The composite hypothesis, in this case, includes all values of μ greater than μ0. This means we are not specifying a specific value of μ, but rather a range of possible values.
Composite hypothesis testing involves evaluating the probability of observing a particular result under the null hypothesis and then comparing it to the probability of observing the same result under the composite hypothesis.
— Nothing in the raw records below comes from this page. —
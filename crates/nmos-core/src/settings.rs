//! The Settings document shared by Node and Registry.
//!
//! nmos-cpp keeps this as a single mutable JSON value guarded by the
//! model mutex (`nmos::settings`, see `nmos/settings.h` in
//! `original_source`). We give it a typed shape instead — SPEC_FULL.md
//! §1.3 — held behind [`arc_swap::ArcSwap`] (a teacher workspace
//! dependency) so long-lived tasks can read a consistent snapshot without
//! holding a lock across I/O, and a reload can swap in a new document
//! atomically without stopping those tasks.

use std::sync::Arc;
use std::time::Duration;

use arc_swap::ArcSwap;
use serde::{Deserialize, Serialize};

use crate::model::ApiVersion;

#[derive(Clone, Debug, PartialEq, Serialize, Deserialize)]
pub struct Settings {
    /// Seed for repeatable resource ids; `None` means fresh random ids.
    pub seed_id: Option<String>,

    pub label: String,
    pub description: String,

    pub api_versions: Vec<ApiVersion>,
    pub api_proto: ApiProto,
    pub api_auth: bool,

    /// Lower bound of the discovery backoff window (spec.md §4.3 default
    /// 1s).
    pub discovery_backoff_min: Duration,
    /// Upper bound the backoff ceiling saturates at (default 30s).
    pub discovery_backoff_max: Duration,
    /// Multiplicative growth factor applied to the ceiling after each
    /// failed discovery/registration attempt (default 1.5).
    pub discovery_backoff_factor: f64,
    /// How many failed discovery rounds a Node tolerates before falling
    /// back to peer-to-peer operation (spec.md §4.3).
    pub peer_to_peer_discovery_attempts: u32,

    /// Heartbeat period once registered (default 5s).
    pub heartbeat_interval: Duration,
    /// Per-request timeout for heartbeat POSTs (default 5s).
    pub heartbeat_timeout: Duration,
    /// Per-request timeout for registration POSTs (default 30s).
    pub registration_timeout: Duration,

    /// Registry-side expiry interval: a node not heartbeating within this
    /// window is garbage collected (default 12s).
    pub registry_expiry_interval: Duration,

    /// Bounds for the uniform `system_interval_min..max` re-fetch sleep
    /// of the System API behaviour (spec.md §4.8, default ~3600s each).
    pub system_interval_min: Duration,
    pub system_interval_max: Duration,
    pub system_fetch_timeout: Duration,

    pub paging_default_limit: usize,
    pub paging_max_limit: usize,

    /// Whether to accept child resources whose declared parent is not
    /// (yet) present in the store — spec.md §3.2's "permissive mode".
    pub permissive_referential_integrity: bool,
}

#[derive(Clone, Copy, Debug, PartialEq, Eq, Serialize, Deserialize)]
#[serde(rename_all = "lowercase")]
pub enum ApiProto {
    Http,
    Https,
}

impl ApiProto {
    pub fn as_str(self) -> &'static str {
        match self {
            ApiProto::Http => "http",
            ApiProto::Https => "https",
        }
    }
}

impl Default for Settings {
    fn default() -> Self {
        Self {
            seed_id: None,
            label: String::new(),
            description: String::new(),
            api_versions: vec![ApiVersion::new(1, 3)],
            api_proto: ApiProto::Http,
            api_auth: false,
            discovery_backoff_min: Duration::from_secs(1),
            discovery_backoff_max: Duration::from_secs(30),
            discovery_backoff_factor: 1.5,
            peer_to_peer_discovery_attempts: 3,
            heartbeat_interval: Duration::from_secs(5),
            heartbeat_timeout: Duration::from_secs(5),
            registration_timeout: Duration::from_secs(30),
            registry_expiry_interval: Duration::from_secs(12),
            system_interval_min: Duration::from_secs(3600),
            system_interval_max: Duration::from_secs(3610),
            system_fetch_timeout: Duration::from_secs(30),
            paging_default_limit: 10,
            paging_max_limit: 100,
            permissive_referential_integrity: false,
        }
    }
}

/// Hot-swappable handle to a [`Settings`] document. Cloning is cheap
/// (`Arc` to the swap cell); every clone observes the latest `store`.
#[derive(Clone)]
pub struct SettingsHandle {
    inner: Arc<ArcSwap<Settings>>,
}

impl SettingsHandle {
    pub fn new(settings: Settings) -> Self {
        Self {
            inner: Arc::new(ArcSwap::from_pointee(settings)),
        }
    }

    pub fn load(&self) -> Arc<Settings> {
        self.inner.load_full()
    }

    pub fn store(&self, settings: Settings) {
        self.inner.store(Arc::new(settings));
    }
}

impl Default for SettingsHandle {
    fn default() -> Self {
        Self::new(Settings::default())
    }
}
The result is considered significant if the probability of observing it under the composite hypothesis is sufficiently low.
We use statistical tests such as the t-test, F-test, or chi-square test to test a composite hypothesis. Given the null hypothesis and the observed data, these tests allow us to calculate the probability of observing a particular result.
In conclusion, composite hypothesis testing is a valuable statistical technique used to determine the probability of an event or phenomenon based on observed data. It allows us to test hypotheses that encompass a range of possible outcomes and is an essential tool for scientific research, quality control, and decision-making processes.
Understanding composite hypothesis testing is essential for anyone working in these fields and can help ensure that decisions are made based on solid statistical evidence.